ETIOPATHOGENESIS

Officially the “discoverer” of celiac disease is considered to be an English doctor at the Bartolomeyev Hospital in London, Samuel G. (1888), who first described its classic symptoms in children – diarrhoea, exhaustion, anaemia and retardation, says Dr. Denis Slinkin.

The cause of celiac disease was established in the mid-20th century. (1954) by the Dutch pediatrician W.K. Dicke, who found a decrease in celiac symptoms in children against the background of starvation during the Second World War and a relapse of disease in the post-war period with the restoration of traditional diets and the consumption of flour products from cereals plants (wheat, rye).

Dr. Denis Slinkin

Dr. Denis Slinkin states: In the last decade, celiac disease has tended to be seen as a systemic autoimmune disease. It is well known that individuals with celiac disease are ten times more likely to develop autoimmune disease than the general population, and many studies have focused on the various ways in which this association can be created.

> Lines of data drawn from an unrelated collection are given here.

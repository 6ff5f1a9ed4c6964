use dioxus::prelude::*;

use fofou_common::draft::SubmissionDraft;
use fofou_common::error::ForumError;
use fofou_common::post::PostId;
use fofou_common::submit::SubmitRequest;
use fofou_common::token::IdempotencyToken;

use super::foldable_post::FoldablePost;
use super::platform::fetch_raw_post;
use super::post_body::PostBody;
use super::services::{use_services, SignalTrigger};

/// One post, loaded from its raw fragment.
#[component]
pub fn PostView(id: PostId) -> Element {
    let services = use_services();
    let mut fragment = use_signal(|| None::<Result<String, ForumError>>);
    let mut generation = use_signal(|| 0u32);

    let config = services.config.clone();
    use_effect(move || {
        let _ = generation();
        let config = config.clone();
        spawn(async move {
            let result = fetch_raw_post(&config, id).await;
            fragment.set(Some(result));
        });
    });

    let loaded = fragment.read().clone();
    let body = match loaded {
        None => rsx! { p { class: "loading", "加载中..." } },
        Some(Err(e)) => rsx! { div { class: "alert alert-error", "{e}" } },
        Some(Ok(html)) => rsx! {
            FoldablePost { post: id,
                PostBody { key: "{generation}", html }
            }
        },
    };

    rsx! {
        div { class: "post-view",
            {body}
            QuickMessage {
                on_saved: move |_| {
                    let next = generation() + 1;
                    generation.set(next);
                },
            }
        }
    }
}

/// Single-field form: only `message` is sent, and the post is reloaded in
/// place on success instead of navigating away.
#[component]
fn QuickMessage(on_saved: EventHandler<()>) -> Element {
    let services = use_services();
    let token = use_signal(IdempotencyToken::generate);
    let mut command = use_signal(String::new);
    let busy = use_signal(|| false);

    let is_busy = busy();

    rsx! {
        div { class: "quick-message",
            input {
                r#type: "text",
                placeholder: "指令",
                value: "{command}",
                oninput: move |evt| command.set(evt.value()),
            }
            button {
                r#type: "button",
                disabled: is_busy || command.read().trim().is_empty(),
                onclick: move |_| {
                    let text = command.read().trim().to_string();
                    let submitter = services.submitter(token);
                    spawn(async move {
                        let trigger = SignalTrigger(busy);
                        let request = SubmitRequest::new(SubmissionDraft::new(token.read().clone()))
                            .with_trigger(&trigger)
                            .with_message(text)
                            .on_success(move || {
                                command.set(String::new());
                                on_saved.call(());
                            });
                        let outcome = submitter.submit(request).await;
                        tracing::debug!("Message update finished: {outcome:?}");
                    });
                },
                "提交"
            }
        }
    }
}
use dioxus::prelude::*;

use fofou_common::prefs::{HideLooks, ImageViewMode};

use super::platform::clog;
use super::services::use_services;

/// Editor for the `image-view` and `hide-looks` preferences.
#[component]
pub fn SettingsView() -> Element {
    let services = use_services();
    let mut image_view = use_signal(|| services.prefs.image_view());
    let mut hide_looks = use_signal(|| services.prefs.hide_looks());

    let view_prefs = services.prefs.clone();
    let looks_prefs = services.prefs.clone();
    let image_view_value = image_view().as_str();
    let hide_looks_value = hide_looks().as_str();

    rsx! {
        div { class: "settings",
            h2 { "设置" }
            div { class: "form-group",
                label { "图片查看方式" }
                select {
                    value: "{image_view_value}",
                    onchange: move |evt| {
                        let mode = ImageViewMode::parse(Some(evt.value().as_str()));
                        match view_prefs.set_image_view(mode) {
                            Ok(()) => image_view.set(mode),
                            Err(e) => clog(&format!("[SETTINGS] {e}")),
                        }
                    },
                    option { value: "expand", "原地展开" }
                    option { value: "tab", "新标签页打开" }
                }
            }
            div { class: "form-group",
                label { "折叠样式" }
                select {
                    value: "{hide_looks_value}",
                    onchange: move |evt| {
                        let looks = HideLooks::parse(Some(evt.value().as_str()));
                        match looks_prefs.set_hide_looks(looks) {
                            Ok(()) => hide_looks.set(looks),
                            Err(e) => clog(&format!("[SETTINGS] {e}")),
                        }
                    },
                    option { value: "gray", "灰色" }
                    option { value: "hide", "隐藏" }
                }
            }
        }
    }
}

Gluten is a collective name for protein fractions, namely, prolamins and glutenins of cereals – wheat gliadins, barley glyadins, rye secalins and oat sheep, which, affecting the mucous membrane of the small intestine, cause the mobilization of elements of the immune system. 

The damaging effect of gliadin is realized through interepithelial T-lymphocytes and protective cells of the own plate of the small intestine mucosa. 

T-lymphocytes of the mucous membrane recognize only those gliadin peptides that have antigen properties (33-dimensional gliadin peptide), says Dr. Denis Slinkin.